Allianz was a group of Swiss artists which formed in 1937.

The Allianz group advocated the concrete art theories of Max Bill with more emphasis on color than their Constructivist counterparts.

Their first group exhibition, Neue Kunst in der Schweiz, was held in Kunsthalle Basel in 1937 (January 9-February 2) and was followed by a second at the Kunsthaus in Zürich in 1942 and then in 1947 (October 18-November 23). Further shows were held at the Galerie des Eaux Vives in Zürich, starting with two in 1944. The founder and Director of Galerie des Eaux Vives, as well as a prominent founding artist of the Allianz, was John Konstantin Hansegger, born in St. Gallen in 1908.

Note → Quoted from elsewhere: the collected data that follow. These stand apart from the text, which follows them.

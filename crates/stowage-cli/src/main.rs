#![forbid(unsafe_code)]
#![cfg_attr(docsrs, feature(doc_cfg))]
#![doc = include_str!("../README.md")]

mod config;
mod handler;
mod server;
mod state;

use std::process;

use anyhow::Context;
use stowage_engine::{Hooks, StorageEngine};

use crate::config::Cli;
use crate::state::AppState;

// Tracing target constants
pub const TRACING_TARGET_SERVER_STARTUP: &str = "stowage_cli::server::startup";
pub const TRACING_TARGET_SERVER_SHUTDOWN: &str = "stowage_cli::server::shutdown";
pub const TRACING_TARGET_CONFIG: &str = "stowage_cli::config";
pub const TRACING_TARGET_STORAGE: &str = "stowage_cli::storage";

#[tokio::main]
async fn main() {
    let Err(error) = run().await else {
        tracing::info!(
            target: TRACING_TARGET_SERVER_SHUTDOWN,
            "Application terminated successfully"
        );
        process::exit(0);
    };

    if tracing::enabled!(tracing::Level::ERROR) {
        tracing::error!(
            target: TRACING_TARGET_SERVER_SHUTDOWN,
            error = %error,
            "Application terminated with error"
        );
    } else {
        eprintln!("Error: {error:#}");
    }

    process::exit(1);
}

/// Main application entry point.
async fn run() -> anyhow::Result<()> {
    let cli = Cli::init();

    Cli::init_tracing();
    tracing::info!(
        target: TRACING_TARGET_SERVER_STARTUP,
        version = env!("CARGO_PKG_VERSION"),
        "Starting stowage server"
    );
    cli.log();
    cli.validate()?;

    let engine = create_engine(&cli).context("failed to initialize storage engine")?;
    let router = handler::routes(AppState::new(engine), cli.server.max_upload_bytes());

    server::serve(router, cli.server).await?;

    Ok(())
}

/// Builds the storage engine from the storage configuration.
fn create_engine(cli: &Cli) -> anyhow::Result<StorageEngine> {
    let options = cli.storage.to_options()?;
    let client = cli.storage.client(&options.bucket_name);

    let mut builder = StorageEngine::builder(options).hooks(audit_hooks());
    if let Some(client) = client {
        builder = builder.client(client);
    }

    Ok(builder.build()?)
}

/// Hooks that record every completed upload and delete.
fn audit_hooks() -> Hooks {
    Hooks::new()
        .after_init(|config, client| {
            tracing::info!(
                target: TRACING_TARGET_STORAGE,
                bucket = %client.bucket_name(),
                public = config.is_public(),
                "Storage ready"
            );
            Ok(())
        })
        .after_upload(|_, request, file, object, _| {
            tracing::info!(
                target: TRACING_TARGET_STORAGE,
                uri = %request.uri,
                file = %file.original_name,
                key = %object.key(),
                "Object uploaded"
            );
            Ok(())
        })
        .after_delete(|_, request, file, object, _| {
            tracing::info!(
                target: TRACING_TARGET_STORAGE,
                uri = %request.uri,
                file = %file.original_name,
                key = %object.key(),
                "Object deleted"
            );
            Ok(())
        })
}
//! Upload and delete orchestration.

use std::sync::Arc;

use http::request::Parts;

use crate::client::{
    AccessControl, BucketRef, NoopAccessControl, ObjectRef, RemoveOutput, StorageClient,
};
use crate::file::{FileInfo, IncomingFile, StoredFile};
use crate::hooks::Hooks;
use crate::options::{EngineConfig, StorageOptions};
use crate::{
    Error, Result, TRACING_TARGET_DELETE, TRACING_TARGET_ENGINE, TRACING_TARGET_UPLOAD,
};

/// Storage interface a multipart upload host talks to.
#[async_trait::async_trait]
pub trait FileStorage: Send + Sync + 'static {
    /// Stores an incoming file and describes where it went.
    async fn handle_file(&self, request: &Parts, file: IncomingFile) -> Result<StoredFile>;

    /// Removes a previously stored file.
    async fn remove_file(&self, request: &Parts, file: &FileInfo) -> Result<RemoveOutput>;
}

/// Stores uploaded files in an object store bucket.
///
/// Built once per application and shared; cloning is cheap and every clone
/// talks to the same client.
///
/// # Examples
///
/// ```rust
/// use stowage_engine::{StorageClient, StorageEngine, StorageOptions};
///
/// let options = StorageOptions::new("media").with_directory_path("uploads");
/// let engine = StorageEngine::new(options, Some(StorageClient::in_memory("media")))
///     .expect("valid configuration");
///
/// assert_eq!(engine.config().bucket(), "media");
/// ```
#[derive(Debug, Clone)]
pub struct StorageEngine {
    config: Arc<EngineConfig>,
    client: StorageClient,
    hooks: Arc<Hooks>,
}

/// Builder for [`StorageEngine`].
#[derive(Debug)]
#[must_use = "builders do nothing unless `build` is called"]
pub struct StorageEngineBuilder {
    options: StorageOptions,
    client: Option<StorageClient>,
    hooks: Hooks,
}

impl StorageEngineBuilder {
    /// Uses a pre-built client instead of initializing one from credentials.
    ///
    /// Credentials are not validated when a client is supplied.
    pub fn client(mut self, client: StorageClient) -> Self {
        self.client = Some(client);
        self
    }

    /// Sets the lifecycle hooks.
    pub fn hooks(mut self, hooks: Hooks) -> Self {
        self.hooks = hooks;
        self
    }

    /// Resolves the configuration and sets up the client.
    ///
    /// Runs `beforeInit` once the configuration is resolved and `afterInit`
    /// once the client is ready.
    ///
    /// # Errors
    ///
    /// Returns [`Error::Config`] for a missing bucket name, missing or
    /// incomplete credentials, or a client that cannot be built, and
    /// [`Error::Hook`] if an init hook fails.
    pub fn build(self) -> Result<StorageEngine> {
        let config = EngineConfig::resolve(&self.options)?;
        self.hooks.call_before_init(&config)?;

        let client = match self.client {
            Some(client) => {
                if client.bucket_name() != config.bucket() {
                    tracing::warn!(
                        target: TRACING_TARGET_ENGINE,
                        configured = config.bucket(),
                        client = client.bucket_name(),
                        "supplied client is bound to another bucket"
                    );
                }
                if config.is_public() && client.access_control().id() == NoopAccessControl.id() {
                    tracing::warn!(
                        target: TRACING_TARGET_ENGINE,
                        bucket = client.bucket_name(),
                        "public uploads requested but the supplied client grants no access; \
                         objects are only public if the bucket already serves them"
                    );
                }
                client
            }
            None => {
                let credentials = self
                    .options
                    .credentials
                    .as_ref()
                    .ok_or_else(|| Error::config("credentials required"))?;
                credentials.validate()?;
                StorageClient::initialize(credentials, config.bucket(), config.app_name())?
            }
        };

        self.hooks.call_after_init(&config, &client)?;

        tracing::info!(
            target: TRACING_TARGET_ENGINE,
            bucket = config.bucket(),
            app_name = config.app_name(),
            public = config.is_public(),
            hooks = ?self.hooks,
            "storage engine ready"
        );

        Ok(StorageEngine {
            config: Arc::new(config),
            client,
            hooks: Arc::new(self.hooks),
        })
    }
}

impl StorageEngine {
    /// Creates an engine from options and an optional pre-built client.
    pub fn new(options: StorageOptions, client: Option<StorageClient>) -> Result<Self> {
        let builder = Self::builder(options);
        match client {
            Some(client) => builder.client(client).build(),
            None => builder.build(),
        }
    }

    /// Starts building an engine.
    pub fn builder(options: StorageOptions) -> StorageEngineBuilder {
        StorageEngineBuilder {
            options,
            client: None,
            hooks: Hooks::default(),
        }
    }

    /// Returns the resolved configuration.
    #[inline]
    pub fn config(&self) -> &EngineConfig {
        &self.config
    }

    /// Returns the backend client.
    #[inline]
    pub fn client(&self) -> &StorageClient {
        &self.client
    }

    /// Returns the registered hooks.
    #[inline]
    pub fn hooks(&self) -> &Hooks {
        &self.hooks
    }

    fn locate(&self, file: &FileInfo) -> (ObjectRef, BucketRef) {
        let bucket = self.client.bucket();
        let object = bucket.file(self.config.object_key(file));
        (object, bucket)
    }

    /// Streams `file` into the bucket.
    ///
    /// # Errors
    ///
    /// Returns [`Error::Hook`] if `beforeUpload` or `afterUpload` fails,
    /// [`Error::Source`] if the file stream fails, and
    /// [`Error::Transport`] if the backend write or the public grant fails.
    #[tracing::instrument(
        skip_all,
        target = TRACING_TARGET_UPLOAD,
        fields(file = %file.info().original_name)
    )]
    pub async fn handle_file(&self, request: &Parts, file: IncomingFile) -> Result<StoredFile> {
        let (info, stream) = file.into_parts();
        self.hooks.call_before_upload(&self.config, request, &info)?;

        let (object, bucket) = self.locate(&info);
        let content_type = self.config.content_type(&info);

        tracing::debug!(
            target: TRACING_TARGET_UPLOAD,
            key = object.key(),
            content_type,
            "uploading"
        );

        let written = match object.write_stream(content_type, stream).await {
            Ok(written) => written,
            Err(err) => {
                tracing::warn!(
                    target: TRACING_TARGET_UPLOAD,
                    key = object.key(),
                    error = %err,
                    "upload failed"
                );
                return Err(err);
            }
        };

        let mut stored = StoredFile {
            path: object.key().to_string(),
            bucket: bucket.name().to_string(),
            object: object.clone(),
            bucket_ref: bucket.clone(),
            is_public: self.config.is_public(),
            public_url: None,
            size: written.size,
            content_type: written.content_type,
        };

        if stored.is_public {
            object.make_public().await?;
            stored.public_url = Some(object.public_url());
        }

        tracing::info!(
            target: TRACING_TARGET_UPLOAD,
            key = %stored.path,
            size = stored.size,
            public = stored.is_public,
            "upload completed"
        );

        self.hooks
            .call_after_upload(&self.config, request, &info, &object, &bucket)?;
        Ok(stored)
    }

    /// Deletes the object `file` was stored as.
    ///
    /// A missing object is not an error. `afterDelete` runs whether or not
    /// the backend delete succeeded; the backend result is returned as is
    /// unless the hook itself fails.
    #[tracing::instrument(
        skip_all,
        target = TRACING_TARGET_DELETE,
        fields(file = %file.original_name)
    )]
    pub async fn remove_file(&self, request: &Parts, file: &FileInfo) -> Result<RemoveOutput> {
        self.hooks.call_before_delete(&self.config, request, file)?;

        let (object, bucket) = self.locate(file);
        let result = object.delete(true).await;

        match &result {
            Ok(output) => tracing::info!(
                target: TRACING_TARGET_DELETE,
                key = %output.path,
                existed = ?output.existed,
                "delete completed"
            ),
            Err(err) => tracing::warn!(
                target: TRACING_TARGET_DELETE,
                key = object.key(),
                error = %err,
                "delete failed"
            ),
        }

        self.hooks
            .call_after_delete(&self.config, request, file, &object, &bucket)?;
        result
    }

    /// Callback form of [`handle_file`](Self::handle_file).
    ///
    /// `callback` is called exactly once, with the error or the stored file.
    pub async fn handle_incoming_file<F>(&self, request: &Parts, file: IncomingFile, callback: F)
    where
        F: FnOnce(Result<StoredFile>),
    {
        callback(self.handle_file(request, file).await);
    }

    /// Callback form of [`remove_file`](Self::remove_file).
    ///
    /// `callback` is called exactly once, with the error or the backend
    /// result.
    pub async fn remove_file_with<F>(&self, request: &Parts, file: &FileInfo, callback: F)
    where
        F: FnOnce(Result<RemoveOutput>),
    {
        callback(self.remove_file(request, file).await);
    }
}

#[async_trait::async_trait]
impl FileStorage for StorageEngine {
    async fn handle_file(&self, request: &Parts, file: IncomingFile) -> Result<StoredFile> {
        StorageEngine::handle_file(self, request, file).await
    }

    async fn remove_file(&self, request: &Parts, file: &FileInfo) -> Result<RemoveOutput> {
        StorageEngine::remove_file(self, request, file).await
    }
}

The Almanach Neuer Kunst in der Schweiz, published by the group in 1941, showed reproductions of their works with those of artists such as Paul Klee, Le Corbusier, Gérard Vulliamy and Kurt Seligmann. The publication included texts by Bill, Leuppi, Le Corbusier, Seligmann, Sigfried Giedion, Gérard Vulliamy and others. Editions des Eaux-Vives Zurich (connected with the Galerie) published important illustrated bulletins of Allianz shows with texts by Hansegger, Johannes Sorge, Max Bill and Ugo Pirogallo.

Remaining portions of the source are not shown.